Figure 2: An RSPAN implementation where targets A and B are monitored on a remote switch (#1).
Generally, the traffic that is copied is referred to as being “flooded” onto a special VLAN shared between two or more switches. On Cisco products, this approach requires the creation of an RSPAN VLAN. This is a special VLAN that the switch understands is designed for remote monitoring. With this technique, it is possible to assess vulnerabilities using multiple devices in multiple locations.
It is also possible to include this RSPAN VLAN connection in a WAN configuration where the remote switch is 100 miles away. This would be an atypical configuration with some bandwidth risks. This leads us to a key disadvantage of the passive approach to vulnerability scanning. You cannot necessarily target remote locations for vulnerability assessment cost-effectively using the SPAN technique. Passive vulnerability analyzers are expensive. Remote locations with 20 to 30 targets talking to each other at 100 Mbps or even 1000 Mbps are difficult and expensive to monitor since it is necessary to provide sufficient hardware to analyze a large traffic volume. Since it is unlikely to have a WAN link installed at 1 Gbps for monitoring purposes, and purchasing a unit to install locally is impractical, the use of a passive device is not always optimal.

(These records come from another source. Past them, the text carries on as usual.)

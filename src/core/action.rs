//! Actions that modules can return to communicate with the app

use crate::infrastructure::runtime::RuntimeCommand;

/// Actions returned by modules to communicate state changes
#[derive(Debug, Clone, PartialEq, Eq)]
pub enum Action {
    /// No action needed
    None,

    /// Switch to another page
    Navigate(NavigateTarget),

    /// Hand a command to the runtime worker
    Run(RuntimeCommand),

    /// Copy text to the system clipboard
    Copy(String),

    /// Show notification in status bar
    Notify(String, NotifyLevel),

    /// Open command palette with optional prefix
    OpenCommand(Option<String>),

    /// Close current overlay/popup
    CloseOverlay,

    /// Request quit
    Quit,
}

/// Navigation targets
#[derive(Debug, Clone, Copy, PartialEq, Eq)]
pub enum NavigateTarget {
    Faucet,
    Counter,
}

/// Notification levels
#[derive(Debug, Clone, Copy, PartialEq, Eq)]
pub enum NotifyLevel {
    Info,
    Warn,
    Error,
}
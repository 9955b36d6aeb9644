//! Drip: a terminal client for a token faucet and a demo counter contract

pub mod app;
pub mod cli;
pub mod config;
pub mod core;
pub mod dapp;
pub mod domain;
pub mod infrastructure;
pub mod logging;
pub mod modules;
pub mod ui;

Problems can occur with SPANs and RSPANs that must be assessed by a qualified network administrator. The monitor port, the one to which the analyzer is connected, can become oversubscribed. That is to say, more traffic is going to that port than the port can sustain. Much of that traffic is saved in a buffer that is shared with the networks being monitored. If that buffer becomes full, traffic will slow down for all the ports involved in the SPAN operation. This is easy to see if an analyzer is connected to a 100-Mbps port and is monitoring four other physical network ports with utilization exceeding 40 Mbps each. The total monitored is 160 Mbps. That means there is an additional 60 Mbps that the switch has to save until it can be delivered to the passive analyzer’s port. To avoid this scenario, careful analysis of the peak traffic of each target/monitored port must be assessed. If there is an existing IDS/IPS implementation, these SPAN ports can be shared to economize.
An alternative approach to SPAN is a tap, which is precisely what it sounds like: a physical installation into a network connection that allows a passive analyzer to see the traffic. The tap can be electrical in the case of Ethernet, or optical in the case of fiber. The Ethernet tap is a little more complex because it requires that power be supplied to theunit. Some taps even have built-in batteries to keep the tap operating should the power supply fail. The optical taps do not typically require any electricity but instead employ a prism known as a beam splitter.
A tap has the disadvantage of managing duplex. Since most networks today are built to send and receive data simultaneously, the analyzer must be able to do the same. In a 100-Mbps Ethernet example, a single cable connected to the analyzer can only listen to either the sending or receiving traffic among the monitored targets. Between two targets, there could be transmission and reception each occurring at up to 100 Mbps. So, the total throughput is 200 Mbps, which exceeds the capability of the single analyzer port connection. This problem is addressed by the tap by breaking the conversation up into two separate cables connected to the analyzer. The analyzer then bonds these two sides of the conversations together internally in order to analyze them accurately.